Lo curioso es que Juan, que nunca había sido hombre de muchas palabras, ahora, debilitado y todo, y permanentemente en cama, tenía para todos una palabra animadora de gozo y esperanza. Es decir, los que se sentaban al lado de su cama para animarle, salían luego animados por él. Así le pasó a Gerardo, antiguo compañero que por cuestiones del transporte público no pudo quedarse mucho. Quedó profundamente impactado cuando, en el momento de la despedida, Juan le dijo: “Fíjate, Gerardo, ahora estoy sintiendo el apretón de tu mano, ¡pero pronto el mismo Salvador me estará dando su apretón de bienvenida! ¡Qué cosa grande, Gerardo!”

Es la maravilla de un Salvador vivo en el corazón, que vence la frialdad y la oscuridad y el terror de la muerte… Días después Juan dejó de hablar, ya no podía formular palabras, pero le quedó un poquito de fuerza en los brazos. Con este poquito le dio a Catalina un último abrazo de despedida. Era para decirle: “No te aflijas, ¡pronto estaremos juntos otra vez, en la otra orilla, en la presencia del Salvador!” Después cayó en coma, y a los pocos días falleció.

En el entierro había mucha gente. Unos cuantos quedaron extrañados de que un entierro pueda ser cosa gozosa, donde incluso se cante. A Catalina a veces se le veía una lágrima; entonces ella decía: “Si veis que yo llore, sabed que no lloro por Juan. Él está muy bien, mil veces mejor que nosotros aquí. Si lloro es por mí misma. Es que le echo de menos tanto…”

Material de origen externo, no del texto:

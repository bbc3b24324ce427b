//! The message loop around a configured dispatcher.
//!
//! The runtime loads configuration, initializes logging, builds the
//! [`Dispatcher`] with the embedding application's collaborators, then feeds
//! it messages from any stream, one task per message.
//!
//! ```rust,ignore
//! use herald_runtime::HeraldRuntime;
//!
//! let mut runtime = HeraldRuntime::builder()
//!     .config_file("herald.toml")
//!     .responder(Arc::new(MyResponder))
//!     .lookup(Arc::new(MyLookup))
//!     .build()?;
//!
//! runtime.register(ping_descriptor, ping)?;
//!
//! // Until the stream ends or Ctrl+C
//! let stats = runtime.run(incoming_messages).await;
//! ```

use std::future::Future;
use std::path::Path;
use std::pin::pin;
use std::sync::Arc;

use futures::{Stream, StreamExt};
use tokio::signal;
use tokio::task::JoinSet;
use tower::ServiceExt;
use tracing::{debug, error, info, warn};

use herald_core::{BoxedLocalizer, BoxedLogSink, BoxedLookup, BoxedResponder, BoxedSettings};
use herald_framework::{
    CommandAction, CommandDescriptor, DispatchService, Dispatcher, DispatcherBuilder, Incoming,
    Outcome, Resolver, ResolverRegistry,
};

use crate::config::{ConfigLoader, HeraldConfig, validate_config};
use crate::error::RuntimeResult;
use crate::logging;

/// Counters for one [`HeraldRuntime::run`].
#[derive(Debug, Clone, Copy, Default, PartialEq, Eq)]
pub struct RuntimeStats {
    /// Messages taken from the stream.
    pub received: u64,
    /// Messages that did not invoke a command.
    pub ignored: u64,
    pub completed: u64,
    pub failed: u64,
    /// Dispatch tasks that panicked or were cancelled.
    pub aborted: u64,
}

impl RuntimeStats {
    fn record(&mut self, joined: Result<Outcome, tokio::task::JoinError>) {
        match joined {
            Ok(Outcome::Ignored) => self.ignored += 1,
            Ok(Outcome::Completed { .. }) => self.completed += 1,
            Ok(Outcome::Failed { .. }) => self.failed += 1,
            Err(e) => {
                error!(error = %e, "Dispatch task aborted");
                self.aborted += 1;
            }
        }
    }
}

/// A configured dispatcher plus the loop that feeds it.
pub struct HeraldRuntime {
    config: HeraldConfig,
    dispatcher: Dispatcher,
}

impl HeraldRuntime {
    pub fn builder() -> RuntimeBuilder {
        RuntimeBuilder::new()
    }

    /// A runtime with default collaborators.
    pub fn from_config(config: &HeraldConfig) -> RuntimeResult<Self> {
        assemble(Dispatcher::builder(), config.clone())
    }

    pub fn config(&self) -> &HeraldConfig {
        &self.config
    }

    pub fn dispatcher(&self) -> &Dispatcher {
        &self.dispatcher
    }

    /// Registers a command. See [`Dispatcher::register`].
    pub fn register<A: CommandAction>(
        &mut self,
        descriptor: CommandDescriptor,
        action: A,
    ) -> RuntimeResult<()> {
        let name = descriptor.name().to_string();
        self.dispatcher.register(descriptor, action)?;
        debug!(command = %name, "Registered command");
        Ok(())
    }

    /// Registers the `limit` and `clearlimit` role-limit commands.
    pub fn register_limit_commands(&mut self) -> RuntimeResult<()> {
        self.dispatcher.register_limit_commands()?;
        Ok(())
    }

    /// Runs until the stream ends or a shutdown signal arrives.
    pub async fn run<S>(self, messages: S) -> RuntimeStats
    where
        S: Stream<Item = Incoming>,
    {
        info!("Herald runtime is now running. Press Ctrl+C to stop.");
        self.run_until(messages, wait_for_shutdown()).await
    }

    /// Runs until the stream ends or `shutdown` completes, then waits for
    /// in-flight invocations.
    pub async fn run_until<S, F>(self, messages: S, shutdown: F) -> RuntimeStats
    where
        S: Stream<Item = Incoming>,
        F: Future<Output = ()>,
    {
        let service = DispatchService::new(Arc::new(self.dispatcher));
        let mut messages = pin!(messages);
        let mut shutdown = pin!(shutdown);
        let mut tasks = JoinSet::new();
        let mut stats = RuntimeStats::default();

        info!(
            commands = service.dispatcher().commands().len(),
            prefix = %self.config.dispatcher.prefix,
            "Runtime started"
        );

        loop {
            tokio::select! {
                () = &mut shutdown => {
                    info!("Shutdown requested");
                    break;
                }
                next = messages.next() => match next {
                    Some(incoming) => {
                        stats.received += 1;
                        let service = service.clone();
                        tasks.spawn(async move {
                            match service.oneshot(incoming).await {
                                Ok(outcome) => outcome,
                                Err(never) => match never {},
                            }
                        });
                    }
                    None => {
                        debug!("Message stream ended");
                        break;
                    }
                },
                Some(joined) = tasks.join_next(), if !tasks.is_empty() => stats.record(joined),
            }
        }

        if !tasks.is_empty() {
            debug!(in_flight = tasks.len(), "Waiting for running invocations");
        }
        while let Some(joined) = tasks.join_next().await {
            stats.record(joined);
        }

        info!(
            received = stats.received,
            completed = stats.completed,
            failed = stats.failed,
            "Runtime stopped"
        );
        stats
    }
}

impl std::fmt::Debug for HeraldRuntime {
    fn fmt(&self, f: &mut std::fmt::Formatter<'_>) -> std::fmt::Result {
        f.debug_struct("HeraldRuntime")
            .field("config", &self.config)
            .field("dispatcher", &self.dispatcher)
            .finish()
    }
}

/// Completes on Ctrl+C or SIGTERM.
async fn wait_for_shutdown() {
    #[cfg(unix)]
    {
        match signal::unix::signal(signal::unix::SignalKind::terminate()) {
            Ok(mut sigterm) => {
                tokio::select! {
                    _ = signal::ctrl_c() => info!("Received Ctrl+C, shutting down"),
                    _ = sigterm.recv() => info!("Received SIGTERM, shutting down"),
                }
                return;
            }
            Err(e) => warn!(error = %e, "Cannot listen for SIGTERM"),
        }
    }

    match signal::ctrl_c().await {
        Ok(()) => info!("Received Ctrl+C, shutting down"),
        Err(e) => {
            error!(error = %e, "Cannot listen for Ctrl+C; running until the stream ends");
            std::future::pending::<()>().await;
        }
    }
}

// =============================================================================
// RuntimeBuilder
// =============================================================================

/// Builder for [`HeraldRuntime`].
///
/// Configuration comes from the [`ConfigLoader`]; collaborators not given
/// here fall back to the dispatcher defaults.
pub struct RuntimeBuilder {
    config_loader: ConfigLoader,
    dispatcher: DispatcherBuilder,
}

impl RuntimeBuilder {
    pub fn new() -> Self {
        Self {
            config_loader: ConfigLoader::new().with_current_dir(),
            dispatcher: Dispatcher::builder(),
        }
    }

    pub fn config_file<P: AsRef<Path>>(mut self, path: P) -> Self {
        self.config_loader = self.config_loader.file(path);
        self
    }

    pub fn profile(mut self, profile: impl Into<String>) -> Self {
        self.config_loader = self.config_loader.profile(profile);
        self
    }

    pub fn search_path<P: AsRef<Path>>(mut self, path: P) -> Self {
        self.config_loader = self.config_loader.search_path(path);
        self
    }

    pub fn without_env(mut self) -> Self {
        self.config_loader = self.config_loader.without_env();
        self
    }

    /// Merges configuration programmatically.
    pub fn merge(mut self, config: HeraldConfig) -> Self {
        self.config_loader = self.config_loader.merge(config);
        self
    }

    pub fn lookup(mut self, lookup: BoxedLookup) -> Self {
        self.dispatcher = self.dispatcher.lookup(lookup);
        self
    }

    pub fn settings(mut self, settings: BoxedSettings) -> Self {
        self.dispatcher = self.dispatcher.settings(settings);
        self
    }

    pub fn localizer(mut self, localizer: BoxedLocalizer) -> Self {
        self.dispatcher = self.dispatcher.localizer(localizer);
        self
    }

    pub fn log_sink(mut self, log: BoxedLogSink) -> Self {
        self.dispatcher = self.dispatcher.log_sink(log);
        self
    }

    pub fn responder(mut self, responder: BoxedResponder) -> Self {
        self.dispatcher = self.dispatcher.responder(responder);
        self
    }

    pub fn resolver<R: Resolver + 'static>(mut self, tag: impl Into<String>, resolver: R) -> Self {
        self.dispatcher = self.dispatcher.resolver(tag, resolver);
        self
    }

    pub fn resolvers(mut self, resolvers: ResolverRegistry) -> Self {
        self.dispatcher = self.dispatcher.resolvers(resolvers);
        self
    }

    /// Loads and validates configuration, initializes logging and builds the
    /// dispatcher.
    pub fn build(self) -> RuntimeResult<HeraldRuntime> {
        let config = self.config_loader.load()?;
        assemble(self.dispatcher, config)
    }
}

impl Default for RuntimeBuilder {
    fn default() -> Self {
        Self::new()
    }
}

fn assemble(dispatcher: DispatcherBuilder, config: HeraldConfig) -> RuntimeResult<HeraldRuntime> {
    validate_config(&config)?;
    logging::init_from_config(&config.logging);

    let dispatcher = dispatcher
        .config(config.dispatcher.to_dispatcher_config())
        .build()?;

    info!(
        log_level = %config.logging.level,
        log_format = ?config.logging.format,
        prefix = %config.dispatcher.prefix,
        "Runtime initialized from configuration"
    );

    Ok(HeraldRuntime { config, dispatcher })
}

La plática bíblica de Guillermo y el testimonio del hijo, todo fue escuchado con mucha atención. Al finalizar, muchos se marcharon con una silenciosa alabanza en sus corazones al Dios que hace maravillas; otros se fueron con un hondo sentido de extrañeza, diciéndose: “¡Vaya entierro raro!” No obstante, una semilla de nueva vida quedó sembrada en todos los corazones. Quizás ya haya brotado para dar mucho fruto…

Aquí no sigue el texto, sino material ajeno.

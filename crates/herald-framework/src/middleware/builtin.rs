use async_trait::async_trait;

use crate::context::InvocationContext;
use crate::error::{DispatchError, ResolveError};
use crate::strings::BaseStrings;
use crate::value::{ArgValue, Arguments};

use super::{Intent, Middleware};

/// Resolves every declared argument with its resolver.
#[derive(Debug, Clone, Copy, Default)]
pub struct ResolveArguments;

/// Creates the `resolve` middleware.
pub fn resolve() -> ResolveArguments {
    ResolveArguments
}

#[async_trait]
impl Middleware for ResolveArguments {
    fn name(&self) -> &str {
        "resolve"
    }

    fn intent(&self) -> Intent {
        Intent::Resolve
    }

    async fn call(
        &self,
        ctx: &InvocationContext,
        args: Arguments,
    ) -> Result<Arguments, DispatchError> {
        let resolvers = &ctx.services().resolvers;
        let mut resolved = Vec::with_capacity(args.len());

        for (i, value) in args.into_iter().enumerate() {
            let Some(spec) = ctx.command().arguments().get(i) else {
                resolved.push(value);
                continue;
            };
            let value = match value {
                ArgValue::Text(raw) => resolvers
                    .resolve_kind(&spec.kind, ctx, &spec.name, &raw)
                    .await
                    .map_err(|e| DispatchError::ResolutionFailed {
                        argument: spec.name.clone(),
                        reason: match e {
                            ResolveError::Failed { reason } => reason,
                            other => other.to_string(),
                        },
                        usage: ctx.usage(),
                    })?,
                other => other,
            };
            resolved.push(value);
        }

        Ok(Arguments::new(resolved))
    }
}

/// Checks every argument with its resolver's cheap validation.
#[derive(Debug, Clone, Copy, Default)]
pub struct ExpectArguments;

/// Creates the `expect` middleware.
pub fn expect() -> ExpectArguments {
    ExpectArguments
}

#[async_trait]
impl Middleware for ExpectArguments {
    fn name(&self) -> &str {
        "expect"
    }

    fn intent(&self) -> Intent {
        Intent::Validate
    }

    async fn call(
        &self,
        ctx: &InvocationContext,
        args: Arguments,
    ) -> Result<Arguments, DispatchError> {
        let resolvers = &ctx.services().resolvers;

        for (spec, value) in ctx.command().arguments().iter().zip(args.iter()) {
            if value.is_absent() {
                continue;
            }
            let valid = resolvers.validate_kind(&spec.kind, value).unwrap_or(false);
            if !valid {
                let shown = value.to_string();
                let kind = spec.kind.to_string();
                return Err(DispatchError::ValidationFailed {
                    argument: spec.name.clone(),
                    reason: ctx.resources().get_with(
                        BaseStrings::INVALID_VALUE,
                        &[("value", shown.as_str()), ("type", kind.as_str())],
                    ),
                });
            }
        }

        Ok(args)
    }
}

/// Prepends a [`ResourceLoader`](crate::strings::ResourceLoader) bound to
/// the invocation language.
#[derive(Debug, Clone, Copy, Default)]
pub struct Localize;

/// Creates the `localize` middleware.
pub fn localize() -> Localize {
    Localize
}

#[async_trait]
impl Middleware for Localize {
    fn name(&self) -> &str {
        "localize"
    }

    fn intent(&self) -> Intent {
        Intent::Localize
    }

    async fn call(
        &self,
        ctx: &InvocationContext,
        mut args: Arguments,
    ) -> Result<Arguments, DispatchError> {
        args.prepend(ArgValue::Resource(ctx.resources()));
        Ok(args)
    }
}

/// A named synchronous argument transform.
///
/// An `Err(reason)` from the closure becomes [`DispatchError::Rejected`].
pub struct MapArguments<F> {
    name: String,
    f: F,
}

/// Creates a custom middleware from a closure.
pub fn map<F>(name: impl Into<String>, f: F) -> MapArguments<F>
where
    F: Fn(Arguments) -> Result<Arguments, String> + Send + Sync + 'static,
{
    MapArguments {
        name: name.into(),
        f,
    }
}

#[async_trait]
impl<F> Middleware for MapArguments<F>
where
    F: Fn(Arguments) -> Result<Arguments, String> + Send + Sync + 'static,
{
    fn name(&self) -> &str {
        &self.name
    }

    async fn call(
        &self,
        _ctx: &InvocationContext,
        args: Arguments,
    ) -> Result<Arguments, DispatchError> {
        (self.f)(args).map_err(|reason| DispatchError::rejected(self.name.clone(), reason))
    }
}

#[cfg(test)]
mod tests {
    use std::sync::Arc;

    use herald_core::{Actor, ChannelContext};

    use super::*;
    use crate::command::CommandDescriptor;
    use crate::context::Services;
    use crate::resolver::ResolverRegistry;

    fn context_for(signature: &str) -> InvocationContext {
        let command = CommandDescriptor::builder("test")
            .arguments(signature)
            .build()
            .unwrap();
        InvocationContext::new(
            Actor::new("u1", "alice"),
            ChannelContext::guild("g1", "c1"),
            Arc::new(command),
            Arc::new(Services::new(ResolverRegistry::with_builtins())),
        )
        .with_prefix("!")
    }

    fn args(values: &[&str]) -> Arguments {
        values.iter().map(|v| ArgValue::from(*v)).collect()
    }

    #[tokio::test]
    async fn test_resolve_typed_values() {
        let ctx = context_for("<name>: String, <count>: Number");
        let out = resolve().call(&ctx, args(&["alice", "5"])).await.unwrap();
        assert_eq!(
            out.into_inner(),
            vec![ArgValue::from("alice"), ArgValue::Number(5.0)]
        );
    }

    #[tokio::test]
    async fn test_resolve_failure_names_argument() {
        let ctx = context_for("<name>: String, <count>: Number");
        let err = resolve().call(&ctx, args(&["alice", "five"])).await.unwrap_err();
        match err {
            DispatchError::ResolutionFailed { argument, reason, usage } => {
                assert_eq!(argument, "count");
                assert!(reason.contains("not a number"));
                assert_eq!(usage, "!test <name> <count>");
            }
            other => panic!("unexpected error: {other:?}"),
        }
    }

    #[tokio::test]
    async fn test_absent_stays_absent() {
        let ctx = context_for("<name>: String, [count]: Number");
        let input = Arguments::new(vec![ArgValue::from("bob"), ArgValue::Absent]);
        let out = resolve().call(&ctx, input).await.unwrap();
        assert_eq!(out[1], ArgValue::Absent);
    }

    #[tokio::test]
    async fn test_expect_reports_constraint() {
        let ctx = context_for("<mode>: ['ban', 'kick']");
        let err = expect().call(&ctx, args(&["mute"])).await.unwrap_err();
        assert_eq!(
            err,
            DispatchError::ValidationFailed {
                argument: "mode".into(),
                reason: "`mute` is not a valid ban|kick".into(),
            }
        );
        assert!(expect().call(&ctx, args(&["kick"])).await.is_ok());
    }

    #[tokio::test]
    async fn test_localize_prepends_loader() {
        let ctx = context_for("<name>").with_lang("de");
        let out = localize().call(&ctx, args(&["x"])).await.unwrap();
        assert_eq!(out.len(), 2);
        assert_eq!(out.resources().map(|r| r.lang()), Some("de"));
    }

    #[tokio::test]
    async fn test_map_rejection() {
        let ctx = context_for("<name>");
        let even = map("even", |args: Arguments| {
            match args.first().and_then(ArgValue::as_number) {
                Some(n) if n % 2.0 == 0.0 => Ok(args),
                _ => Err("expected an even number".to_string()),
            }
        });
        let err = even
            .call(&ctx, Arguments::new(vec![ArgValue::Number(3.0)]))
            .await
            .unwrap_err();
        assert_eq!(err, DispatchError::rejected("even", "expected an even number"));
        assert!(even.call(&ctx, Arguments::new(vec![ArgValue::Number(4.0)])).await.is_ok());
    }
}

Seguro que, al leer este relato, en tu corazón también cayera alguna semilla. Es que la muerte no está muy distante de ninguno de nosotros. ¡Tu hora también está por llegar! ¿Captaste que NO hace falta que tu muerte y entierro sean de estos tristes que no ofrecen ninguna esperanza? ¿Qué no es cuestión de ser “religioso” y morir “religioso”? ¿Qué nada tiene que ver con todo lo tradicional? Toma la Biblia; lee el Nuevo Testamento sobre todo. Allí vas a tener un encuentro con ese gran Salvador. Luego, con todos tus pecados borrados, estarás preparado para la vida y para la muerte.